Rainer Weiss, Barry Barish and Kip Thorne. [Images: MIT/M. Scott Brauer (left); Caltech (center and right)]
In a widely anticipated decision, the Swedish Academy of Sciences has awarded the 2017 Nobel Prize in Physics to three key figures in the history of the Laser Interferometer Gravitational-wave Observatory (LIGO)—Rainer Weiss of the Massachusetts Institute of Technology (MIT), USA, and Barry C. Barish and Kip S. Thorne of the California Institute of Technology (Caltech), USA. The award citation recognized the trio “for decisive contributions to the LIGO detector and the observation of gravitational waves.”
In announcing the prize, Göran Hansson, the secretary general of the Swedish Academy, called that observation “a discovery that shook the world.” And that discovery rested on an infrastructure of incredibly precise, cutting-edge optical and photonic technology—as well as on the staying power and commitment of scientists, engineers and funders to a massive project spanning more than four decades.
In its selection of Weiss, who will receive half of the prize’s 9.0 million Swedish kronor (~US$1.1 million), and Barish and Thorne, who will split the other half, the Nobel physics committee seemed consciously to be viewing them in part as avatars for a much larger group of scientists, engineers and others. “This year’s Nobel laureates represent in an excellent way,” said Nils Mårtensson, the acting chairman of the committee, “the diverse competencies needed for LIGO’s success.”
Weiss, reached by telephone by the committee, sounded a similar note. “I view this,” he said, “as a thing that recognizes the work of about a thousand people … Many of us were in this thing.”
Weiss’s early prototype
For Weiss himself, the LIGO journey started 50 years ago, in 1967. At that time, as an assistant professor at MIT, he hit upon the notion that an L-shaped laser interferometer could detect the faint ripples in spacetime, gravitational waves, that Einstein had predicted decades earlier as an outcome of general relativity. Since a passing gravitational wave would be expected to lengthen one arm of the interferometer and shorten the other—albeit by strains of less than the width of an atomic nucleus—the interference pattern of the combined lasers in the two arms could in principle detect the event.
While several other groups had sketched out similar ideas, Weiss followed them up with a shot-noise-limited tabletop prototype. A few years later, in 1972, he produced a detailed internal MIT report, in which he laid out the requirements of an interferometer capable of picking up gravitational waves from pulsars in the Crab Nebula.
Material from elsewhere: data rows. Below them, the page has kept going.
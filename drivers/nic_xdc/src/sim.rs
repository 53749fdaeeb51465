// SPDX-License-Identifier: Apache-2.0
// Copyright 2025 KylinSoft Co., Ltd. <https://www.kylinos.cn/>
// See LICENSES for license details.

//! Software model of the channel hardware, driven from tests.
//!
//! Bus addresses found in registers and descriptors are resolved through
//! [`MockPlatform`], so a descriptor pointing outside a live allocation or
//! mapping stops the test.

use alloc::{sync::Arc, vec::Vec};

use nic_base::{NicError, NicResult, PhysAddr, mock::MockPlatform};
use nic_ring::desc::{RingPos, RxBufEntry, RxCompletion, RxKick, TxDesc};

use crate::regs::{self, RxCtl, RxErr, TxCtl, TxErr, rx_reg, tx_reg};

fn word(base: PhysAddr, index: usize) -> PhysAddr {
    base + 8 * index as PhysAddr
}

/// Transmit side of one channel.
pub struct TxDevice {
    mock: Arc<MockPlatform>,
    index: usize,
}

impl TxDevice {
    /// Installs the register behaviour of transmit channel `index`. Call
    /// before creating the channel.
    pub fn attach(mock: &Arc<MockPlatform>, index: u16) -> Self {
        let index = index as usize;
        let ctl = tx_reg(index, regs::TDC_CTL);
        let head = tx_reg(index, regs::TDC_RNG_HEAD);
        let cs = tx_reg(index, regs::TDC_CS);
        mock.self_clearing(ctl, TxCtl::RST.bits());
        mock.write_one_to_clear(cs, TxErr::all().bits());
        mock.on_write(ctl, move |dev, value| {
            if value & TxCtl::STOP.bits() != 0 {
                dev.set_bits(ctl, TxCtl::STOP_DONE.bits());
            } else {
                dev.clear_bits(ctl, TxCtl::STOP_DONE.bits());
            }
            if value & TxCtl::RST.bits() != 0 {
                dev.set_reg(head, 0);
            }
        });
        mock.on_write(tx_reg(index, regs::TDC_INTR_DBG), move |dev, value| {
            dev.set_bits(cs, value);
        });
        Self {
            mock: Arc::clone(mock),
            index,
        }
    }

    fn reg(&self, reg: usize) -> usize {
        tx_reg(self.index, reg)
    }

    /// Ring base and length as programmed.
    pub fn ring(&self) -> (PhysAddr, usize) {
        regs::ring_cfg_decode(self.mock.reg(self.reg(regs::TDC_RNG_CFG)))
    }

    /// Tail from the last doorbell.
    pub fn tail(&self) -> RingPos {
        RingPos::decode(self.mock.reg(self.reg(regs::TDC_KICK)))
    }

    pub fn head(&self) -> RingPos {
        RingPos::decode(self.mock.reg(self.reg(regs::TDC_RNG_HEAD)))
    }

    /// Descriptors announced but not yet consumed.
    pub fn pending(&self) -> usize {
        let (_, size) = self.ring();
        (self.tail().index as usize + size - self.head().index as usize) % size
    }

    pub fn desc(&self, index: usize) -> TxDesc {
        TxDesc(self.mock.read_dma(word(self.ring().0, index)))
    }

    /// Consumes `n` descriptors.
    pub fn complete(&self, n: usize) {
        let (_, size) = self.ring();
        let head = self.head();
        let next = head.index as usize + n;
        let pos = RingPos {
            index: (next % size) as u16,
            wrap: head.wrap ^ (next >= size),
        };
        self.mock.set_reg(self.reg(regs::TDC_RNG_HEAD), pos.encode());
    }

    /// Consumes everything announced.
    pub fn complete_all(&self) {
        self.mock
            .set_reg(self.reg(regs::TDC_RNG_HEAD), self.tail().encode());
    }

    /// Frames between head and tail, reassembled from their descriptors.
    pub fn frames(&self) -> Vec<Vec<u8>> {
        let (_, size) = self.ring();
        let mut frames: Vec<Vec<u8>> = Vec::new();
        let mut at = self.head().index as usize;
        for _ in 0..self.pending() {
            let desc = self.desc(at);
            let bytes = self.mock.read_dma_bytes(desc.addr(), desc.len());
            match frames.last_mut() {
                Some(frame) if !desc.is_sop() => frame.extend_from_slice(&bytes),
                _ => frames.push(bytes),
            }
            at = (at + 1) % size;
        }
        frames
    }

    /// Raises status bits as the hardware would.
    pub fn raise(&self, bits: TxErr) {
        self.mock.set_bits(self.reg(regs::TDC_CS), bits.bits());
    }
}

/// Receive side of one channel.
pub struct RxDevice {
    mock: Arc<MockPlatform>,
    index: usize,
}

impl RxDevice {
    /// Installs the register behaviour of receive channel `index`. Call
    /// before creating the channel.
    pub fn attach(mock: &Arc<MockPlatform>, index: u16) -> Self {
        let index = index as usize;
        let ctl = rx_reg(index, regs::RDC_CTL);
        let stat = rx_reg(index, regs::RDC_CTL_STAT);
        mock.self_clearing(ctl, RxCtl::RST.bits());
        mock.write_one_to_clear(stat, RxErr::all().bits());
        mock.on_write(ctl, move |dev, value| {
            if value & RxCtl::ENABLE.bits() == 0 {
                dev.set_bits(ctl, RxCtl::QUIESCED.bits());
            } else {
                dev.clear_bits(ctl, RxCtl::QUIESCED.bits());
            }
            if value & RxCtl::RST.bits() != 0 {
                dev.clear_bits(stat, 0xffff_ffff);
            }
        });
        mock.on_write(rx_reg(index, regs::RDC_INTR_DBG), move |dev, value| {
            dev.set_bits(stat, value);
        });
        Self {
            mock: Arc::clone(mock),
            index,
        }
    }

    fn reg(&self, reg: usize) -> usize {
        rx_reg(self.index, reg)
    }

    /// `(buffer size, leading offset)` as programmed.
    pub fn buffer_layout(&self) -> (usize, usize) {
        let raw = self.mock.reg(self.reg(regs::RDC_BUF_SIZE));
        ((raw & 0xffff) as usize, ((raw >> 16) & 0xff) as usize)
    }

    fn rings(&self) -> ((PhysAddr, usize), (PhysAddr, usize)) {
        (
            regs::ring_cfg_decode(self.mock.reg(self.reg(regs::RDC_BUF_CFG))),
            regs::ring_cfg_decode(self.mock.reg(self.reg(regs::RDC_CPL_CFG))),
        )
    }

    fn cursors(&self) -> (usize, usize) {
        let stat = self.mock.reg(self.reg(regs::RDC_CTL_STAT));
        (regs::rx_buf_head(stat), regs::rx_cpl_tail(stat))
    }

    /// Buffers posted and not yet filled.
    pub fn posted(&self) -> usize {
        let ((_, size), _) = self.rings();
        let kick = RxKick::decode(self.mock.reg(self.reg(regs::RDC_KICK)));
        let tail = kick.buf_tail.map_or(0, |p| p.index as usize);
        let (head, _) = self.cursors();
        (tail + size - head) % size
    }

    /// Completion ring head from the last doorbell.
    pub fn consumed_to(&self) -> Option<RingPos> {
        RxKick::decode(self.mock.reg(self.reg(regs::RDC_KICK))).cpl_head
    }

    pub fn is_enabled(&self) -> bool {
        self.mock.reg(self.reg(regs::RDC_CTL)) & RxCtl::ENABLE.bits() != 0
    }

    fn put(&self, data: &[u8], errors: u8, first: bool, more: bool) -> NicResult {
        let ((buf_base, buf_size), (cpl_base, cpl_size)) = self.rings();
        let (len, offset) = self.buffer_layout();
        let skip = if first { offset } else { 0 };
        if skip + data.len() > len {
            return Err(NicError::InvalidInput);
        }
        let (head, tail) = self.cursors();
        let entry = RxBufEntry(self.mock.read_dma(word(buf_base, head)));
        self.mock.write_dma_bytes(entry.addr() + skip as PhysAddr, data);
        let cpl = RxCompletion::new(skip + data.len(), entry.slot(), errors, more);
        self.mock.write_dma(word(cpl_base, tail), cpl.0);

        let stat = self.reg(regs::RDC_CTL_STAT);
        let next = ((head + 1) % buf_size) << 16 | (tail + 1) % cpl_size;
        let old = self.mock.reg(stat);
        self.mock.set_reg(stat, (old & !0xffff_ffff) | next as u64);
        Ok(())
    }

    /// Writes one frame as the given segments, one buffer per segment.
    pub fn receive_segments(&self, segments: &[&[u8]]) -> NicResult {
        if !self.is_enabled() {
            return Err(NicError::BadState);
        }
        if self.posted() < segments.len() {
            return Err(NicError::NoSpace);
        }
        for (i, seg) in segments.iter().enumerate() {
            self.put(seg, 0, i == 0, i + 1 < segments.len())?;
        }
        Ok(())
    }

    /// Writes one frame, split over as many buffers as it needs.
    pub fn receive(&self, frame: &[u8]) -> NicResult<usize> {
        let (len, offset) = self.buffer_layout();
        let (head, rest) = frame.split_at(frame.len().min(len - offset));
        let mut segments = alloc::vec![head];
        segments.extend(rest.chunks(len));
        self.receive_segments(&segments)?;
        Ok(segments.len())
    }

    /// Fills one buffer with an entry carrying `code` as its error.
    pub fn receive_error(&self, code: u8) -> NicResult {
        if self.posted() == 0 {
            return Err(NicError::NoSpace);
        }
        self.put(&[], code, true, false)
    }

    pub fn raise(&self, bits: RxErr) {
        self.mock.set_bits(self.reg(regs::RDC_CTL_STAT), bits.bits());
    }
}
The requirements were daunting indeed. The interferometer would somehow need to find a way to screen out or adjust for a dizzying array of noise sources, including seismic noise, gravitational-field gradients, thermal noise in the precision-shaped mirrors, or “test masses,” suspended at the end of the interferometer arms, laser instabilities and more. And, Weiss noted, to search for gravitational waves emanating from pulsars, the interferometer arms would need to be at least a kilometer long.
Kip Thorne, at Caltech, was also working on gravitational waves—both with a prototype detector of his own, and, more important, on the theoretical side. In particular, Thorne calculated the expected, detailed gravitational-wave signal and shape for specific astrophysical events—calculations that would prove remarkably accurate, and practically useful, when the waves were finally detected decades later. Thorne also assembled a gravitational-wave research group at Caltech that included future OSA Fellow Stanley Whitcomb and the late Ronald Drever, who had been lured to Caltech from the University of Glasgow, Scotland, where he had been working separately on gravitational waves.
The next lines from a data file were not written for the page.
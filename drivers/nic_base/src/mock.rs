// SPDX-License-Identifier: Apache-2.0
// Copyright 2025 KylinSoft Co., Ltd. <https://www.kylinos.cn/>
// See LICENSES for license details.

//! A software platform for unit testing NIC drivers on the host.
//!
//! Registers are a sparse map of 64-bit values. A register can be declared
//! self-clearing (written bits never read back) or write-one-to-clear
//! (writing a 1 clears the bit, everything else is preserved). Hooks run
//! after a write and play the role of the device reacting to it.
//!
//! DMA memory comes from the host heap, but the device sees it through a
//! small bus address space starting at [`IOVA_BASE`], the way it would
//! behind an IOMMU. Device models reach the memory with
//! [`MockPlatform::read_dma`] and friends.

use alloc::{
    alloc::{Layout, alloc_zeroed, dealloc},
    boxed::Box,
    collections::BTreeMap,
    vec::Vec,
};
use core::{
    ptr::NonNull,
    sync::atomic::{AtomicU64, AtomicUsize, Ordering},
};

use spin::Mutex;

use crate::{DmaDirection, DmaHal, NicError, NicResult, PhysAddr, RegisterIo};

type WriteHook = Box<dyn Fn(&MockPlatform, u64) + Send + Sync>;

/// First bus address handed out. Everything stays well below 2^40.
pub const IOVA_BASE: PhysAddr = 0x10_0000_0000;

// Bus addresses are never reused, so a stale descriptor cannot reach a
// later allocation.
struct IovaSpace {
    next: PhysAddr,
    // bus address -> (host address, length)
    windows: BTreeMap<PhysAddr, (usize, usize)>,
}

impl IovaSpace {
    fn assign(&mut self, host: usize, len: usize, align: usize) -> PhysAddr {
        let base = self.next.next_multiple_of(align.max(8) as u64);
        self.next = base + len.max(1) as PhysAddr;
        self.windows.insert(base, (host, len));
        base
    }

    fn host(&self, paddr: PhysAddr, len: usize) -> Option<usize> {
        let (&base, &(host, size)) = self.windows.range(..=paddr).next_back()?;
        let off = (paddr - base) as usize;
        (off + len <= size).then_some(host + off)
    }
}

/// Register file plus DMA allocator backed by the heap.
pub struct MockPlatform {
    regs: Mutex<BTreeMap<usize, u64>>,
    self_clearing: Mutex<BTreeMap<usize, u64>>,
    write_one_to_clear: Mutex<BTreeMap<usize, u64>>,
    hooks: Mutex<BTreeMap<usize, Vec<WriteHook>>>,
    writes: Mutex<Vec<(usize, u64)>>,
    clock_us: AtomicU64,
    live_regions: AtomicUsize,
    live_mappings: AtomicUsize,
    alloc_budget: AtomicUsize,
    map_budget: AtomicUsize,
    iova: Mutex<IovaSpace>,
}

impl MockPlatform {
    /// Creates an empty platform with unlimited DMA memory.
    pub fn new() -> Self {
        Self {
            regs: Mutex::new(BTreeMap::new()),
            self_clearing: Mutex::new(BTreeMap::new()),
            write_one_to_clear: Mutex::new(BTreeMap::new()),
            hooks: Mutex::new(BTreeMap::new()),
            writes: Mutex::new(Vec::new()),
            clock_us: AtomicU64::new(0),
            live_regions: AtomicUsize::new(0),
            live_mappings: AtomicUsize::new(0),
            alloc_budget: AtomicUsize::new(usize::MAX),
            map_budget: AtomicUsize::new(usize::MAX),
            iova: Mutex::new(IovaSpace {
                next: IOVA_BASE,
                windows: BTreeMap::new(),
            }),
        }
    }

    /// Declares bits of `offset` that the device clears as soon as they are
    /// written.
    pub fn self_clearing(&self, offset: usize, mask: u64) {
        *self.self_clearing.lock().entry(offset).or_default() |= mask;
    }

    /// Declares bits of `offset` that are cleared by writing a 1.
    pub fn write_one_to_clear(&self, offset: usize, mask: u64) {
        *self.write_one_to_clear.lock().entry(offset).or_default() |= mask;
    }

    /// Runs `hook` with the written value after every driver write to
    /// `offset`.
    ///
    /// Hooks must only use the device-side setters (`set_reg`, `set_bits`,
    /// `clear_bits`); driver-side writes from a hook would deadlock.
    pub fn on_write(&self, offset: usize, hook: impl Fn(&MockPlatform, u64) + Send + Sync + 'static) {
        self.hooks
            .lock()
            .entry(offset)
            .or_default()
            .push(Box::new(hook));
    }

    /// Device-side store, bypassing register behaviours and the write log.
    pub fn set_reg(&self, offset: usize, value: u64) {
        self.regs.lock().insert(offset, value);
    }

    /// Device-side read-modify-write that sets `mask`.
    pub fn set_bits(&self, offset: usize, mask: u64) {
        *self.regs.lock().entry(offset).or_default() |= mask;
    }

    /// Device-side read-modify-write that clears `mask`.
    pub fn clear_bits(&self, offset: usize, mask: u64) {
        *self.regs.lock().entry(offset).or_default() &= !mask;
    }

    /// Current value of a register.
    pub fn reg(&self, offset: usize) -> u64 {
        self.regs.lock().get(&offset).copied().unwrap_or(0)
    }

    /// Every value the driver wrote to `offset`, oldest first.
    pub fn writes_to(&self, offset: usize) -> Vec<u64> {
        self.writes
            .lock()
            .iter()
            .filter(|(off, _)| *off == offset)
            .map(|(_, val)| *val)
            .collect()
    }

    /// Forgets the write log.
    pub fn clear_writes(&self) {
        self.writes.lock().clear();
    }

    /// Advances the clock.
    pub fn advance_ms(&self, ms: u64) {
        self.clock_us.fetch_add(ms * 1000, Ordering::Relaxed);
    }

    /// Lets only the next `count` DMA allocations succeed.
    pub fn set_alloc_budget(&self, count: usize) {
        self.alloc_budget.store(count, Ordering::Relaxed);
    }

    /// Lets only the next `count` streaming mappings succeed.
    pub fn set_map_budget(&self, count: usize) {
        self.map_budget.store(count, Ordering::Relaxed);
    }

    /// Host address behind `len` bytes at bus address `paddr`, if the range
    /// lies inside one live allocation or mapping.
    pub fn translate(&self, paddr: PhysAddr, len: usize) -> Option<NonNull<u8>> {
        let host = self.iova.lock().host(paddr, len)?;
        NonNull::new(host as *mut u8)
    }

    fn dma_ptr(&self, paddr: PhysAddr, len: usize) -> *mut u8 {
        match self.translate(paddr, len) {
            Some(ptr) => ptr.as_ptr(),
            None => panic!("device access to unmapped bus address {paddr:#x}+{len:#x}"),
        }
    }

    /// Device-side read of a 64-bit word of DMA memory.
    ///
    /// Panics if the address is not mapped, as an IOMMU fault would stop
    /// the device.
    pub fn read_dma(&self, paddr: PhysAddr) -> u64 {
        // SAFETY: the range lies inside a live allocation or mapping.
        unsafe { (self.dma_ptr(paddr, 8) as *const u64).read_unaligned() }
    }

    /// Device-side write of a 64-bit word of DMA memory.
    pub fn write_dma(&self, paddr: PhysAddr, value: u64) {
        // SAFETY: as in `read_dma`.
        unsafe { (self.dma_ptr(paddr, 8) as *mut u64).write_unaligned(value) }
    }

    /// Device-side copy out of DMA memory.
    pub fn read_dma_bytes(&self, paddr: PhysAddr, len: usize) -> Vec<u8> {
        if len == 0 {
            return Vec::new();
        }
        // SAFETY: as in `read_dma`.
        unsafe { core::slice::from_raw_parts(self.dma_ptr(paddr, len), len).to_vec() }
    }

    /// Device-side copy into DMA memory.
    pub fn write_dma_bytes(&self, paddr: PhysAddr, data: &[u8]) {
        if data.is_empty() {
            return;
        }
        let dst = self.dma_ptr(paddr, data.len());
        // SAFETY: as in `read_dma`.
        unsafe { core::ptr::copy_nonoverlapping(data.as_ptr(), dst, data.len()) }
    }

    /// Number of coherent regions not yet freed.
    pub fn live_dma_regions(&self) -> usize {
        self.live_regions.load(Ordering::Relaxed)
    }

    /// Number of streaming mappings not yet unmapped.
    pub fn live_mappings(&self) -> usize {
        self.live_mappings.load(Ordering::Relaxed)
    }

    fn store(&self, offset: usize, value: u64) {
        self.writes.lock().push((offset, value));
        let sc = self.self_clearing.lock().get(&offset).copied().unwrap_or(0);
        let w1c = self.write_one_to_clear.lock().get(&offset).copied();
        {
            let mut regs = self.regs.lock();
            let old = regs.get(&offset).copied().unwrap_or(0);
            let new = match w1c {
                Some(mask) => old & !(value & mask),
                None => value,
            };
            regs.insert(offset, new & !sc);
        }
        let hooks = self.hooks.lock();
        if let Some(list) = hooks.get(&offset) {
            for hook in list {
                hook(self, value);
            }
        }
    }
}

impl Default for MockPlatform {
    fn default() -> Self {
        Self::new()
    }
}

impl RegisterIo for MockPlatform {
    fn read32(&self, offset: usize) -> u32 {
        self.reg(offset) as u32
    }

    fn write32(&self, offset: usize, value: u32) {
        self.store(offset, value as u64);
    }

    fn read64(&self, offset: usize) -> u64 {
        self.reg(offset)
    }

    fn write64(&self, offset: usize, value: u64) {
        self.store(offset, value);
    }
}

unsafe impl DmaHal for MockPlatform {
    fn dma_alloc(&self, size: usize, align: usize) -> Option<(PhysAddr, NonNull<u8>)> {
        let budget = self.alloc_budget.load(Ordering::Relaxed);
        if budget == 0 {
            return None;
        }
        if budget != usize::MAX {
            self.alloc_budget.store(budget - 1, Ordering::Relaxed);
        }
        let layout = Layout::from_size_align(size, align).ok()?;
        let ptr = NonNull::new(unsafe { alloc_zeroed(layout) })?;
        let paddr = self.iova.lock().assign(ptr.as_ptr() as usize, size, align);
        self.live_regions.fetch_add(1, Ordering::Relaxed);
        Some((paddr, ptr))
    }

    unsafe fn dma_dealloc(&self, paddr: PhysAddr, vaddr: NonNull<u8>, size: usize, align: usize) {
        if let Ok(layout) = Layout::from_size_align(size, align) {
            self.iova.lock().windows.remove(&paddr);
            unsafe { dealloc(vaddr.as_ptr(), layout) };
            self.live_regions.fetch_sub(1, Ordering::Relaxed);
        }
    }

    unsafe fn map(&self, buffer: NonNull<[u8]>, _direction: DmaDirection) -> NicResult<PhysAddr> {
        let budget = self.map_budget.load(Ordering::Relaxed);
        if budget == 0 {
            return Err(NicError::NoMemory);
        }
        if budget != usize::MAX {
            self.map_budget.store(budget - 1, Ordering::Relaxed);
        }
        let host = buffer.cast::<u8>().as_ptr() as usize;
        let paddr = self.iova.lock().assign(host, buffer.len(), 8);
        self.live_mappings.fetch_add(1, Ordering::Relaxed);
        Ok(paddr)
    }

    unsafe fn unmap(&self, paddr: PhysAddr, _buffer: NonNull<[u8]>, _direction: DmaDirection) {
        if self.iova.lock().windows.remove(&paddr).is_some() {
            self.live_mappings.fetch_sub(1, Ordering::Relaxed);
        }
    }

    fn delay_us(&self, us: u64) {
        self.clock_us.fetch_add(us, Ordering::Relaxed);
    }

    fn now_ms(&self) -> u64 {
        self.clock_us.load(Ordering::Relaxed) / 1000
    }
}

#[cfg(test)]
mod tests {
    use super::*;

    #[test]
    fn register_behaviours() {
        let mock = MockPlatform::new();
        mock.self_clearing(0x10, 1 << 31);
        mock.write64(0x10, (1 << 31) | 0x5);
        assert_eq!(mock.read64(0x10), 0x5);

        mock.write_one_to_clear(0x20, 0b1100);
        mock.set_reg(0x20, 0b1111);
        mock.write64(0x20, 0b0100);
        assert_eq!(mock.read64(0x20), 0b1011);
        assert_eq!(mock.writes_to(0x20), [0b0100]);
    }

    #[test]
    fn hooks_react_to_writes() {
        let mock = MockPlatform::new();
        mock.on_write(0x8, |dev, val| dev.set_bits(0x18, val << 1));
        mock.write32(0x8, 1);
        assert_eq!(mock.read32(0x18), 2);
    }

    #[test]
    fn dma_is_reached_through_bus_addresses() {
        let mock = MockPlatform::new();
        let (paddr, vaddr) = mock.dma_alloc(64, 64).unwrap();
        assert!(paddr >= IOVA_BASE && paddr < 1 << 40);
        assert_eq!(paddr % 64, 0);
        assert_eq!(mock.translate(paddr + 8, 8), NonNull::new(unsafe { vaddr.as_ptr().add(8) }));
        assert_eq!(mock.translate(paddr + 60, 8), None);

        mock.write_dma(paddr + 16, 0x1122_3344_5566_7788);
        assert_eq!(mock.read_dma(paddr + 16), 0x1122_3344_5566_7788);
        mock.write_dma_bytes(paddr, b"abc");
        assert_eq!(mock.read_dma_bytes(paddr, 3), b"abc");

        unsafe { mock.dma_dealloc(paddr, vaddr, 64, 64) };
        assert_eq!(mock.translate(paddr, 8), None);
        assert_eq!(mock.live_dma_regions(), 0);
    }

    #[test]
    fn mappings_get_fresh_bus_addresses() {
        let mock = MockPlatform::new();
        let data = [7u8; 10];
        let buf = NonNull::from(&data[..]);
        let a = unsafe { mock.map(buf, DmaDirection::ToDevice).unwrap() };
        let b = unsafe { mock.map(buf, DmaDirection::ToDevice).unwrap() };
        assert_ne!(a, b);
        assert_eq!(mock.read_dma_bytes(b, 10), data);
        unsafe { mock.unmap(a, buf, DmaDirection::ToDevice) };
        unsafe { mock.unmap(b, buf, DmaDirection::ToDevice) };
        assert_eq!(mock.live_mappings(), 0);

        mock.set_map_budget(0);
        let refused = unsafe { mock.map(buf, DmaDirection::ToDevice) };
        assert_eq!(refused, Err(NicError::NoMemory));
    }

    #[test]
    fn delay_advances_clock() {
        let mock = MockPlatform::new();
        mock.delay_us(2500);
        assert_eq!(mock.now_ms(), 2);
        mock.advance_ms(3);
        assert_eq!(mock.now_ms(), 5);
    }
}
By 1984, Weiss, Thorne and Drever had joined forces under the aegis of a demonstration project endorsed by the U.S. National Science Foundation (NSF). Six years later, in 1990, NSF upped the ante, approving US$300 million in funding for the construction of two facilities with 4-km-long laser interferometer arms, one in Hanford, Washington, and one in Livingston, Louisiana. The LIGO project was born.
Barish: From iLIGO to aLIGO
The LIGO facilities in Hanford, Washington (top), and Livingston, Louisiana (bottom).
In selecting Barry Barish as the third 2017 Nobel Prize recipient, the Nobel physics committee explicitly recognized the importance not only of basic science and engineering, but also of management and leadership in the success of “big science” undertakings such as LIGO.
Barish took the reins of the fledgling LIGO project in 1994, and, according to the committee, “transformed LIGO from a limited MIT/Caltech endeavor to a major international, gravitational-wave project.” In particular, Barish mapped out a strategic plan in which LIGO would proceed in two phases: An Initial LIGO (iLIGO) that would prove out the technology, and an Advanced LIGO (aLIGO) sufficiently sensitive to make detection of gravitational waves highly likely.
Barish guided the project from iLIGO’s construction through its initial data run in 2005, during which the facility met its design specifications—a crucial hurdle in getting NSF funding for the more ambitious aLIGO project. At that point Barish stepped down as project lead to accept a position with the International Linear Collider project, but remained part of the LIGO Scientific Collaboration.
Construction of the exquisitely sensitive aLIGO, the optical setup of which blazed new trails in sensitivity and error tolerances, was finished in mid-2015. The first detection of a gravitational wave, from the collision of two black holes, followed swiftly thereafter, in September 2015—while the machine was still in test mode, before its official observation campaign had even begun.
More to come
Since that initial, landmark detection, the Advanced LIGO detectors have sensed gravitational waves from three additional black-hole collisions. The most recent of those detections, announced only days ago, also included data from a third detector, the European Advanced Virgo project in Italy. The LIGO-Virgo collaboration now includes more than 1,000 scientists, engineers and others from roughly 100 institutions on five continents. The LIGO project has indeed come a long way.
And there is likely more to come. In a recent talk at OSA’s Laser Congress, Robert Byer of Stanford University, USA, noted that the LIGO-Virgo collaboration’s next press conference would take place in mid-October—and, in Byer’s words, would announce “one of the most important events in the history of astrophysics.”
Rainer Weiss, reflecting on the potential of the new gravitational-wave astronomy that he had helped pioneer, sees virtually unlimited prospects for what LIGO, Virgo, and other, similar detectors may someday tell us.
“The thing is, we hope there will be all sorts of phenomena that you can see only by the gravitational waves they emit,” he said. “That will open up a new science.” He speculated that the gravitational radiation patterns from supernovae, for example, might help resolve open questions about how those massive events operate, and that we may someday even be able to look at the background radiation from the Big Bang through a gravitational-wave lens.
“There is now a way of looking at part of the universe that’s never been seen before,” Weiss said. “We fully expect that we’ll learn things we don’t know about.”